El centro fuerte

– Señor Fabricio. –Reclamó el bien puesto caballero. – Hace varias semanas que vengo compareciendo a las reuniones de asistencia espiritual, según sus recomendaciones y, hasta el momento, no experimenté ninguna mejora. Continúo con la jaqueca de siempre, acompañada de una insuperable angustia e incómodos desarreglos digestivos…

– Mi hermano. –Respondió el dirigente con suavidad. – Es eso así. Como le vengo explicando, usted está bajo la acción de un obsesor que busca venganza. Hay una profunda unión entre ambos, nacida de una vieja asociación del pasado. Es necesario dar tiempo al tiempo…

– No obstante, –reclama el consultor– me informaron que este es un centro “fuerte”. Mentores poderosos trabajan aquí. Podrían resolver mi situación rápidamente…

– No sólo aquí, sino en cualquier agrupación donde se procure observar la orientación espírita y las lecciones de Jesús, hay benefactores espirituales obrando en nuestro beneficio.

Ocurre que la solución de nuestros problemas no dependen tanto de la ayuda del Cielo; es imperiosa la buena voluntad de los interesados, en la Tierra.

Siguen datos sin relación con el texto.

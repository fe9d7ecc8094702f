//! Pure per-site parsing functions.
//!
//! These are plugged into [`SiteConfig`](crate::SiteConfig) as plain function
//! pointers. None of them touch the network or allocate beyond their output.

use regex::Regex;
use std::sync::OnceLock;
use url::Url;

fn cached(cell: &'static OnceLock<Regex>, pattern: &str) -> &'static Regex {
    cell.get_or_init(|| Regex::new(pattern).expect("valid regex"))
}

/// Parse a Brazilian-formatted price (`R$ 1.234,56`) into centavos.
///
/// Thousands use `.`, decimals use `,`. The first amount in the text wins.
#[must_use]
pub fn parse_brl_price(text: &str) -> Option<i64> {
    static RE: OnceLock<Regex> = OnceLock::new();
    let re = cached(&RE, r"(\d{1,3}(?:\.\d{3})+|\d+)(?:,(\d{1,2}))?");

    let caps = re.captures(text)?;
    let reais: i64 = caps.get(1)?.as_str().replace('.', "").parse().ok()?;
    let centavos: i64 = match caps.get(2).map(|m| m.as_str()) {
        None => 0,
        Some(digits) if digits.len() == 1 => digits.parse::<i64>().ok()? * 10,
        Some(digits) => digits.parse().ok()?,
    };
    reais.checked_mul(100)?.checked_add(centavos)
}

fn first_capture(re: &Regex, text: &str) -> Option<String> {
    re.captures(text)
        .and_then(|caps| caps.get(1))
        .map(|m| m.as_str().to_string())
}

/// `MLB1234567890` from any Mercado Livre listing URL.
#[must_use]
pub fn mercado_livre_id(url: &str) -> Option<String> {
    static RE: OnceLock<Regex> = OnceLock::new();
    first_capture(cached(&RE, r"(?i)\bMLB-?(\d+)"), url).map(|digits| format!("MLB{digits}"))
}

/// Numeric item id from a Marketplace item URL.
#[must_use]
pub fn facebook_marketplace_id(url: &str) -> Option<String> {
    static RE: OnceLock<Regex> = OnceLock::new();
    first_capture(cached(&RE, r"/marketplace/item/(\d+)"), url)
}

/// Trailing numeric id of an OLX ad slug (`...-1234567890`).
#[must_use]
pub fn olx_id(url: &str) -> Option<String> {
    static RE: OnceLock<Regex> = OnceLock::new();
    first_capture(cached(&RE, r"-(\d{6,})(?:[/?#]|$)"), url)
}

/// `id-<digits>` segment used by the Grupo OLX real estate portals.
#[must_use]
pub fn real_estate_portal_id(url: &str) -> Option<String> {
    static RE: OnceLock<Regex> = OnceLock::new();
    first_capture(cached(&RE, r"[/-]id-(\d+)"), url)
}

/// Imovelweb property id (`...-2987654321.html`).
#[must_use]
pub fn imovelweb_id(url: &str) -> Option<String> {
    static RE: OnceLock<Regex> = OnceLock::new();
    first_capture(cached(&RE, r"-(\d+)\.html"), url)
}

/// Superbid offer id, from the path (`/oferta/...-4321`) or an `offerId` parameter.
#[must_use]
pub fn superbid_id(url: &str) -> Option<String> {
    static RE: OnceLock<Regex> = OnceLock::new();
    first_capture(cached(&RE, r"(?:offerId=|/oferta/(?:[^/?#]*-)?)(\d+)"), url)
}

/// Sodré Santoro lot id (`/lote/12345`).
#[must_use]
pub fn sodre_santoro_id(url: &str) -> Option<String> {
    static RE: OnceLock<Regex> = OnceLock::new();
    first_capture(cached(&RE, r"/lotes?/(\d+)"), url)
}

/// Mega Leilões auction id: the trailing alphanumeric code of the path
/// (`.../apartamento-em-sao-paulo-j123456`).
#[must_use]
pub fn mega_leiloes_id(url: &str) -> Option<String> {
    static RE: OnceLock<Regex> = OnceLock::new();
    first_capture(cached(&RE, r"-([a-z]\d{4,})/?(?:[?#]|$)"), url)
}

/// Resolve `raw` against `base`, force https, drop query and fragment.
fn canonical(raw: &str, base: &str) -> Option<String> {
    let base = Url::parse(base).ok()?;
    let mut url = base.join(raw.trim()).ok()?;
    if !matches!(url.scheme(), "http" | "https") {
        return None;
    }
    url.set_scheme("https").ok()?;
    url.set_query(None);
    url.set_fragment(None);
    Some(url.to_string())
}

/// Canonical Mercado Livre listing URL.
#[must_use]
pub fn normalize_mercado_livre(raw: &str) -> Option<String> {
    canonical(raw, "https://www.mercadolivre.com.br/")
}

/// Canonical Marketplace item URL, rebuilt from the item id.
#[must_use]
pub fn normalize_facebook(raw: &str) -> Option<String> {
    let absolute = canonical(raw, "https://www.facebook.com/")?;
    let id = facebook_marketplace_id(&absolute)?;
    Some(format!("https://www.facebook.com/marketplace/item/{id}/"))
}

/// Canonical OLX ad URL.
#[must_use]
pub fn normalize_olx(raw: &str) -> Option<String> {
    canonical(raw, "https://www.olx.com.br/")
}

/// Canonical ZAP Imóveis URL.
#[must_use]
pub fn normalize_zap(raw: &str) -> Option<String> {
    canonical(raw, "https://www.zapimoveis.com.br/")
}

/// Canonical Viva Real URL.
#[must_use]
pub fn normalize_viva_real(raw: &str) -> Option<String> {
    canonical(raw, "https://www.vivareal.com.br/")
}

/// Canonical Imovelweb URL.
#[must_use]
pub fn normalize_imovelweb(raw: &str) -> Option<String> {
    canonical(raw, "https://www.imovelweb.com.br/")
}

/// Canonical Superbid URL.
#[must_use]
pub fn normalize_superbid(raw: &str) -> Option<String> {
    canonical(raw, "https://www.superbid.net/")
}

/// Canonical Sodré Santoro URL.
#[must_use]
pub fn normalize_sodre_santoro(raw: &str) -> Option<String> {
    canonical(raw, "https://www.sodresantoro.com.br/")
}

/// Canonical Mega Leilões URL.
#[must_use]
pub fn normalize_mega_leiloes(raw: &str) -> Option<String> {
    canonical(raw, "https://www.megaleiloes.com.br/")
}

No basta recibir ayuda de los Espíritus, los beneficios del “pase” o el confort del mensaje espírita cristiano. Es preciso cultivar la oración, disciplinar las emociones, superar irritaciones y resentimientos y, sobre todo, ejercitar el Bien. El esfuerzo de la Caridad es recurso fundamental de liberación, sensibilizando a los perseguidores espirituales y cambiarlos en sus intenciones malévolas.

– Sí, sí.

– Estando de acuerdo el caballero, sin convencerse.

– ¡Pero el señor ha de convenir que con las dificultades que vengo enfrentando es imposible seguir semejante orientación!

– Realmente, no es fácil, no tanto en virtud de su estado, es mucho más porque semejante intento exige un cambio radical en nuestras motivaciones, en el empeño por superar el inmediatismo terrestre para razonar en términos de Vida Eterna. Raros son los que se disponen a esa “guirnalda existencial”…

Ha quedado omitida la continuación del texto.